> [ASSIGNMENT] Would you please copy every line below that includes the string "ReadingWord"?
Start of RECORDED DATA
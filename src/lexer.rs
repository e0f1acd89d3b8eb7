//! A module implementing lexical analysis (tokenization) of command lines.
//!
//! Words are separated by whitespace. Double quotes make whitespace literal, and a
//! backslash escapes the next character: `\ `, `\\`, `\"`, `\n`, `\t`, and `\0` which
//! stands for an explicit null parameter.

use crate::error::{LexingError, SyntaxError};
use std::fmt;

/// A word of a command line.
#[derive(Debug, Clone, PartialEq, Eq)]
pub enum Word {
    /// Literal text with quotes and escapes already resolved.
    Text(String),
    /// The `\0` word.
    Null,
}

impl Word {
    pub fn text(s: impl Into<String>) -> Self {
        Word::Text(s.into())
    }

    /// The text of the word, or `None` for the null word.
    pub fn as_text(&self) -> Option<&str> {
        match self {
            Word::Text(s) => Some(s),
            Word::Null => None,
        }
    }

    pub fn is_null(&self) -> bool {
        matches!(self, Word::Null)
    }
}

impl fmt::Display for Word {
    fn fmt(&self, f: &mut fmt::Formatter<'_>) -> fmt::Result {
        match self {
            Word::Text(s) => f.write_str(s),
            Word::Null => f.write_str("\\0"),
        }
    }
}

#[derive(Debug, Clone, Copy, PartialEq, Eq)]
enum LexingState {
    Start,
    ReadingWord,
    ReadingDoubleQuote,
    Escaping { quoted: bool },
}

struct LexingFSM<'a> {
    command: &'a str,
    input: Vec<char>,
    pos: usize,
    state: LexingState,
    buffer: String,
}

impl<'a> LexingFSM<'a> {
    fn new(command: &'a str) -> Self {
        LexingFSM {
            command,
            input: command.chars().collect(),
            pos: 0,
            state: LexingState::Start,
            buffer: String::new(),
        }
    }

    /// Runs the machine over the whole command and returns the words found.
    fn make_words(&mut self) -> Result<Vec<Word>, SyntaxError> {
        let mut out = Vec::new();

        while let Some(ch) = self.read_char() {
            match self.state {
                LexingState::Start => self.handle_start(ch),
                LexingState::ReadingWord => self.handle_word(ch, &mut out),
                LexingState::ReadingDoubleQuote => self.handle_double_quote(ch),
                LexingState::Escaping { quoted } => self.handle_escape(ch, quoted, &mut out)?,
            }
        }

        // An open quote wins over a dangling backslash inside it
        match self.state {
            LexingState::ReadingDoubleQuote | LexingState::Escaping { quoted: true } => {
                return Err(self.error_at(LexingError::DoubleQuoteExpected, self.input.len()));
            }
            LexingState::Escaping { quoted: false } => {
                return Err(self.error_at(LexingError::EscapeSequenceExpected, self.input.len()));
            }
            _ => {}
        }

        self.finish_word(&mut out);
        Ok(out)
    }

    fn read_char(&mut self) -> Option<char> {
        let ch = self.input.get(self.pos).copied();
        if ch.is_some() {
            self.pos += 1;
        }
        ch
    }

    fn handle_start(&mut self, ch: char) {
        match ch {
            c if c.is_whitespace() => {}
            '"' => self.state = LexingState::ReadingDoubleQuote,
            '\\' => self.state = LexingState::Escaping { quoted: false },
            c => {
                self.buffer.push(c);
                self.state = LexingState::ReadingWord;
            }
        }
    }

    fn handle_word(&mut self, ch: char, out: &mut Vec<Word>) {
        match ch {
            c if c.is_whitespace() => {
                self.finish_word(out);
                self.state = LexingState::Start;
            }
            '"' => self.state = LexingState::ReadingDoubleQuote,
            '\\' => self.state = LexingState::Escaping { quoted: false },
            c => self.buffer.push(c),
        }
    }

    fn handle_double_quote(&mut self, ch: char) {
        match ch {
            '"' => self.state = LexingState::ReadingWord,
            '\\' => self.state = LexingState::Escaping { quoted: true },
            c => self.buffer.push(c),
        }
    }

    fn handle_escape(&mut self, ch: char, quoted: bool, out: &mut Vec<Word>) -> Result<(), SyntaxError> {
        let unescaped = match ch {
            ' ' => ' ',
            '\\' => '\\',
            '"' => '"',
            'n' => '\n',
            't' => '\t',
            '0' => {
                if !self.buffer.is_empty() {
                    return Err(self.error_at(LexingError::NullNotAllowedHere, self.pos - 1));
                }
                out.push(Word::Null);
                self.state = self.after_escape(quoted);
                return Ok(());
            }
            _ => return Err(self.error_at(LexingError::EscapeSequenceExpected, self.pos - 1)),
        };
        self.buffer.push(unescaped);
        self.state = self.after_escape(quoted);
        Ok(())
    }

    fn after_escape(&self, quoted: bool) -> LexingState {
        if quoted {
            LexingState::ReadingDoubleQuote
        } else {
            LexingState::ReadingWord
        }
    }

    /// Emits the buffered text as a word. Empty buffers (e.g. `""`) produce nothing.
    fn finish_word(&mut self, out: &mut Vec<Word>) {
        if !self.buffer.is_empty() {
            out.push(Word::Text(std::mem::take(&mut self.buffer)));
        }
    }

    fn error_at(&self, reason: LexingError, position: usize) -> SyntaxError {
        SyntaxError::new(self.command, reason, position)
    }
}

/// Splits a command line into words.
///
/// Words are separated by whitespace. See the module docs for quoting and escapes.
///
/// # Arguments
/// * `command` - The command line to be split.
///
/// # Returns
/// `Result<Vec<Word>, SyntaxError>`: The words in order, empty for a blank command, or a
/// `SyntaxError` pointing at the offending character offset.
pub fn split_into_words(command: &str) -> Result<Vec<Word>, SyntaxError> {
    let mut lexer = LexingFSM::new(command);
    let words = lexer.make_words()?;
    tracing::trace!(?words, "tokenized command");
    Ok(words)
}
End of RECORDED DATA
> [COMPLETED EXERCISE]
    ReadingWord,
                LexingState::ReadingWord => self.handle_word(ch, &mut out),
                self.state = LexingState::ReadingWord;
            '"' => self.state = LexingState::ReadingWord,
            LexingState::ReadingWord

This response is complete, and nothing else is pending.